In an interview with Entropy for her debut novel The End of Peril, The End of Enmity, The End of Strife, A Haven, Thirii Myo Kyaw Myint explains how one of the nigh-parallel worlds occurring throughout is influenced by “my father’s retellings of U Kala’s Maha Yazawin or Great Chronicle, an early 18th-century canonical Burmese text.” Unfortunately for those who can’t read Burmese (including myself), it remains untranslated. Yet it also remains the scholarly trend to see the Maha Yazawin, in the words of historian Victor Lieberman in his 1986 essay “How Reliable is U Kala,” as “a pastiche of legends, local histories, biographies, and detailed court records” (Lieberman 247). To say The End of Peril is seeded with this composite character would be to walk in the forest of truth. This is not to say the novel is historical, intent on historicity, or can be relegated to a genre. In fact, what Myint understands about these labels—historicity, facticity, genre—is how they accrete to form lived experience. Myint understands the overflowing of the present.

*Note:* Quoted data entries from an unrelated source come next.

//! Command-line front end over `heapscope-core`.
//!
//! Loads a dump (plus, optionally, the executable that produced it for real
//! field names), then prints a heap summary and whichever views were asked
//! for. Exits non-zero on any load failure; the core never returns a
//! partially loaded dump.

use std::path::PathBuf;
use std::process::ExitCode;

use clap::Parser;
use heapscope_core::analysis::{self, DominatorTree, ReferrerIndex};
use heapscope_core::Dump;

#[derive(Parser)]
#[command(name = "heapscope", version, about = "Inspect Go heap dumps")]
struct Args
{
    /// Heap dump file to load
    dump: PathBuf,

    /// Executable that produced the dump; enables DWARF-derived names
    executable: Option<PathBuf>,

    /// How many histogram rows to print
    #[arg(long, default_value_t = 20)]
    top: usize,

    /// Show one object (heap address, hex) instead of the histogram
    #[arg(long, value_parser = parse_hex_addr)]
    object: Option<u64>,

    /// List goroutines with their scheduling state
    #[arg(long)]
    goroutines: bool,
}

fn parse_hex_addr(s: &str) -> Result<u64, String>
{
    let s = s.strip_prefix("0x").unwrap_or(s);
    u64::from_str_radix(s, 16).map_err(|e| format!("bad hex address: {e}"))
}

fn main() -> ExitCode
{
    if let Err(e) = heapscope_utils::init_logging() {
        eprintln!("failed to initialize logging: {e}");
        return ExitCode::FAILURE;
    }

    let args = Args::parse();
    match run(&args) {
        Ok(()) => ExitCode::SUCCESS,
        Err(e) => {
            eprintln!("heapscope: {e}");
            ExitCode::FAILURE
        }
    }
}

fn run(args: &Args) -> heapscope_core::Result<()>
{
    let dump = Dump::load(&args.dump, args.executable.as_deref())?;
    print_summary(&dump);

    if args.goroutines {
        print_goroutines(&dump);
    }

    match args.object {
        Some(addr) => print_object(&dump, addr)?,
        None => print_histogram(&dump, args.top),
    }
    Ok(())
}

fn print_summary(dump: &Dump)
{
    println!("heap {:#x}..{:#x}, {} objects", dump.heap_start, dump.heap_end, dump.num_objects());
    if let Some(stats) = &dump.memstats {
        println!(
            "alloc {} bytes, sys {} bytes, {} collections",
            stats.heap_alloc, stats.heap_sys, stats.num_gc
        );
    }
    println!(
        "{} goroutines, {} stack frames, {} other roots",
        dump.goroutines.len(),
        dump.frames.len(),
        dump.other_roots.len()
    );
}

fn print_histogram(dump: &Dump, top: usize)
{
    let histo = analysis::histogram_by_type(dump);
    println!("\n{:>12} {:>10}  type", "bytes", "count");
    for entry in histo.iter().take(top) {
        let ft = &dump.full_types[entry.full_type];
        println!("{:>12} {:>10}  {}", entry.bytes, entry.count, ft.name);
    }
    if histo.len() > top {
        println!("... {} more types", histo.len() - top);
    }
}

fn print_goroutines(dump: &Dump)
{
    println!("\ngoroutines:");
    for g in &dump.goroutines {
        println!("  goroutine {} [{}] addr {:#x}", g.goid, g.status_name(), g.addr);
    }
}

fn print_object(dump: &Dump, addr: u64) -> heapscope_core::Result<()>
{
    let x = dump.find_obj(addr);
    if x.is_nil() {
        eprintln!("no object contains address {addr:#x}");
        return Ok(());
    }
    let ft = dump.full_type(x);
    println!("\nobject {:#x}: {} ({} bytes)", dump.addr(x), ft.name, dump.size(x));

    println!("edges:");
    for e in dump.edges(x)? {
        let field = if e.field_name.is_empty() {
            format!("+{}", e.from_offset)
        } else {
            e.field_name.clone()
        };
        println!("  {field} -> {:#x}+{}", dump.addr(e.to), e.to_offset);
    }

    let refs = ReferrerIndex::build(dump)?;
    println!("referrers:");
    for src in analysis::referrers::referrer_sources(dump, &refs, x) {
        match src {
            analysis::ReferrerSource::Object(id) => println!("  object {:#x}", dump.addr(id)),
            other => println!("  {other}"),
        }
    }

    let dom = DominatorTree::build(dump, &refs)?;
    println!("retained: {} bytes", dom.retained_size(x));
    println!("reachable: {} bytes", analysis::reachable_bytes(dump, x)?);
    Ok(())
}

Overflowing is the operative word here, as the story of The End of Peril centers around floods. There are two cities: the titular harbor city and a nameless domed city. The former was founded during what reads as both an ageless and ancient war between a kingdom and “raiders from the north” (Myint 8). They named their refuge hoping the symbolism of its name would echo throughout history. It did: it was the last place the raiders flooded into before the war ended. The survivors of the harbor city would go on to build the domed city, achieving in practice what the harbor city tried in name. The architect of this temple to endurance would steal away with “the daughter of a clan leader, an heiress to a conquered land, a descendant of the northern invaders” (Myint 8) and would eventually be grandfather of the nameless narrator. What prompts the telling of this story is her departure from her childhood home, child in tow, after the dome bursts and water floods in. In that formerly conquered land, The End of Peril, she recalls and lives these layers of historical ironies and symmetries that will continue to lurk in the novel.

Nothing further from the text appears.